#### Excerpted records:
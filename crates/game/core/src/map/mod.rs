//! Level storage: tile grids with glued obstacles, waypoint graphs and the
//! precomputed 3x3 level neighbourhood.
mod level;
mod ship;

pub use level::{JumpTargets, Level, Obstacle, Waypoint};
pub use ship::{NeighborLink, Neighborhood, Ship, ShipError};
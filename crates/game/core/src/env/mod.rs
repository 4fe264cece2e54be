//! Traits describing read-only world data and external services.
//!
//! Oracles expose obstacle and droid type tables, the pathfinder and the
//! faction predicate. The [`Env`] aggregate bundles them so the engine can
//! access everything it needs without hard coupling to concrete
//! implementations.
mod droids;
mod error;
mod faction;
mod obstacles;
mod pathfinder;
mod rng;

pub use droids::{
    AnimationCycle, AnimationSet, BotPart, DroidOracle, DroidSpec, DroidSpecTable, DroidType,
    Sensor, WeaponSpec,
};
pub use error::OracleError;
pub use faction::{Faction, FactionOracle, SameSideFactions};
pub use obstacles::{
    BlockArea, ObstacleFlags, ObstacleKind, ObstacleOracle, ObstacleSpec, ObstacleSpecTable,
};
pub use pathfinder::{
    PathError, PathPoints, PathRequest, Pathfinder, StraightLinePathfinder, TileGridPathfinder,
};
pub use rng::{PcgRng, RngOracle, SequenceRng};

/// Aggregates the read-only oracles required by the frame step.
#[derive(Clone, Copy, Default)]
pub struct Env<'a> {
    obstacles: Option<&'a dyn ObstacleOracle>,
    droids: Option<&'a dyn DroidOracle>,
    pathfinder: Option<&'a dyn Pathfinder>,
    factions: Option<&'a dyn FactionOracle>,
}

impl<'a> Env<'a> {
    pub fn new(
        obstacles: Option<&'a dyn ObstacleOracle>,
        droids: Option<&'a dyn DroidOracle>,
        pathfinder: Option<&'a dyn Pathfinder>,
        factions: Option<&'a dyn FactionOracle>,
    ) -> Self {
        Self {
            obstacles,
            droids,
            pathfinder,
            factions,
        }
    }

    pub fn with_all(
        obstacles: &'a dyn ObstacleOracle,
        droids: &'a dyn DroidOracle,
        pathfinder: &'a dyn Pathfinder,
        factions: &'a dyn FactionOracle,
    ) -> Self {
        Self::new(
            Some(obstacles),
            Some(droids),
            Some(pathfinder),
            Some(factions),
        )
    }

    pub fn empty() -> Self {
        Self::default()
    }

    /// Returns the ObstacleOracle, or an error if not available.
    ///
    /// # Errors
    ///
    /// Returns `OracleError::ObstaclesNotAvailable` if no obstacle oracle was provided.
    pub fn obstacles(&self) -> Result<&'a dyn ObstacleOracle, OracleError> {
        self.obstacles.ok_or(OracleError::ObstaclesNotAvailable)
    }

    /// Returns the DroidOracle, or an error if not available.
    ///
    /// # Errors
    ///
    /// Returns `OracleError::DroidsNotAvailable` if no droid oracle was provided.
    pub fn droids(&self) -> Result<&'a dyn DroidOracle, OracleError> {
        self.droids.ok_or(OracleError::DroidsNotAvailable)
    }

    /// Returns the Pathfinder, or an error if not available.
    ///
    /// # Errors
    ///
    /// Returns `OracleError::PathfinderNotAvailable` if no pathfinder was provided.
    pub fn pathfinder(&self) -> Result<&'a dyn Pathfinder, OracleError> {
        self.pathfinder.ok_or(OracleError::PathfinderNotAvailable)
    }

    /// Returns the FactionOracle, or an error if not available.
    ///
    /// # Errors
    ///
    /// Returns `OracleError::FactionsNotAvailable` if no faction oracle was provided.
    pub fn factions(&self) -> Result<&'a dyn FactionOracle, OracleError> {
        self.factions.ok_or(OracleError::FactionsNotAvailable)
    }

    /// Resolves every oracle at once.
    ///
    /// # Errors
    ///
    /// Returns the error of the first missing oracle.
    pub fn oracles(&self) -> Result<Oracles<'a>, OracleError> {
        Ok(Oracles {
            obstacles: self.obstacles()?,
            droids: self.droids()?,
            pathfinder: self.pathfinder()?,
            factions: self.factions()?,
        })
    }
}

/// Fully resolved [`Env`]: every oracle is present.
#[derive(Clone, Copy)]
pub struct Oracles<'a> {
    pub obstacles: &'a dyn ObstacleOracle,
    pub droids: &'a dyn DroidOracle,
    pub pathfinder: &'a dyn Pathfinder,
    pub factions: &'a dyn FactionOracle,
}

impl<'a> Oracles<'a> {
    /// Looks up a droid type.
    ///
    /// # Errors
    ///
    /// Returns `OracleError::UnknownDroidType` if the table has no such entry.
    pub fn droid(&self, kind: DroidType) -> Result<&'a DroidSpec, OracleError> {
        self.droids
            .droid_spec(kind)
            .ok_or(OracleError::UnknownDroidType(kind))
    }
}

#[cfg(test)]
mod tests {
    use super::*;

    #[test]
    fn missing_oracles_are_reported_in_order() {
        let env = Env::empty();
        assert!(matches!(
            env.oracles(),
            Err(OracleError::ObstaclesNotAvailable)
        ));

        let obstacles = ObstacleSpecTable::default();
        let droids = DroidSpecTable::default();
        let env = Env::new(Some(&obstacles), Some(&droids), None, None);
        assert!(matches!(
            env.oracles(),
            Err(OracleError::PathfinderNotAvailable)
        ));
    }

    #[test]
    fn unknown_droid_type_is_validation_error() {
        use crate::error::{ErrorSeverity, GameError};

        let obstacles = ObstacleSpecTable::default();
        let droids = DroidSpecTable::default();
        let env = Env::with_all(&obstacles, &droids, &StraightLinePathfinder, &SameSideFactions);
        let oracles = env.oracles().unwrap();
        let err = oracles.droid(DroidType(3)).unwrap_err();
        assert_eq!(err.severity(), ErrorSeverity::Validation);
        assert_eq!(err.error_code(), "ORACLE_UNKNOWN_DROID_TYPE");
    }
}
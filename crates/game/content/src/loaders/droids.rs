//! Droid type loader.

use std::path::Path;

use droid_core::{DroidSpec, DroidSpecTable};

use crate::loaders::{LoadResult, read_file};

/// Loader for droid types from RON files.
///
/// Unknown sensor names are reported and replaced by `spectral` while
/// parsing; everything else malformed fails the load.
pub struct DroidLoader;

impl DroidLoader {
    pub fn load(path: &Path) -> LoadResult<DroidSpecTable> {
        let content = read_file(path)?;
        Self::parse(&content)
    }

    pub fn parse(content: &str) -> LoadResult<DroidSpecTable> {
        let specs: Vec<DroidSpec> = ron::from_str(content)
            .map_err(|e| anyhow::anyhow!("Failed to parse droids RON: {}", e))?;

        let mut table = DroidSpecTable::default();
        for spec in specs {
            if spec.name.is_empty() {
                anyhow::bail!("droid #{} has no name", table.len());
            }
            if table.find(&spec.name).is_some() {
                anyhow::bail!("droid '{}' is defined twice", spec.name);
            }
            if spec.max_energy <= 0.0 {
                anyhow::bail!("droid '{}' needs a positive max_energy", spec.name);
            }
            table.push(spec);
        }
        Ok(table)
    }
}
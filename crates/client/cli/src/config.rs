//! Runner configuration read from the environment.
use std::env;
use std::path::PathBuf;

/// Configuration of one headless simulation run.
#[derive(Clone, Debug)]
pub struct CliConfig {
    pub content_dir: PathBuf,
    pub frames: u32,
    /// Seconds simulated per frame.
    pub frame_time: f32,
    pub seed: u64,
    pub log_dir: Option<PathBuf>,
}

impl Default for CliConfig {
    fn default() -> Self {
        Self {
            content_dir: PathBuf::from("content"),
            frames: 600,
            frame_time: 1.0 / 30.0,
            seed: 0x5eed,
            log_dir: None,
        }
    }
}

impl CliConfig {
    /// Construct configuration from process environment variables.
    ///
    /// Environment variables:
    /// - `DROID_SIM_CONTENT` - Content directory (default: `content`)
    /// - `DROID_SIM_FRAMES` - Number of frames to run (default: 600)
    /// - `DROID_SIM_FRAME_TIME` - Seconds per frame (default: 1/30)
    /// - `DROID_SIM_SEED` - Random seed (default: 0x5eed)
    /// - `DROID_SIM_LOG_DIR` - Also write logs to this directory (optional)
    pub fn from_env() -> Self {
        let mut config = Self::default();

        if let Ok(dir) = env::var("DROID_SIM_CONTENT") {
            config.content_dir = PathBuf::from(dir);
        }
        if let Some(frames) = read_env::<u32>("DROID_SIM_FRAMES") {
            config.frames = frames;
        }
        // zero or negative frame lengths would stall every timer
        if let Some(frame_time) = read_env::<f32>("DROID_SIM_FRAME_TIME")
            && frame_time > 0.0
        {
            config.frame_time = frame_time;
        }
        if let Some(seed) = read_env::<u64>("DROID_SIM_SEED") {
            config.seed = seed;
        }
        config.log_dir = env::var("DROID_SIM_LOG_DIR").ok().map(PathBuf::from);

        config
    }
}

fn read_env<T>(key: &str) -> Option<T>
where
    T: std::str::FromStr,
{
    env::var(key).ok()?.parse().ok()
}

#### Task objective:
Note every line of the entries in which "provided" appears, and copy it down.

#### Exercise answer:
    /// Returns `OracleError::ObstaclesNotAvailable` if no obstacle oracle was provided.
    /// Returns `OracleError::DroidsNotAvailable` if no droid oracle was provided.
    /// Returns `OracleError::PathfinderNotAvailable` if no pathfinder was provided.
    /// Returns `OracleError::FactionsNotAvailable` if no faction oracle was provided.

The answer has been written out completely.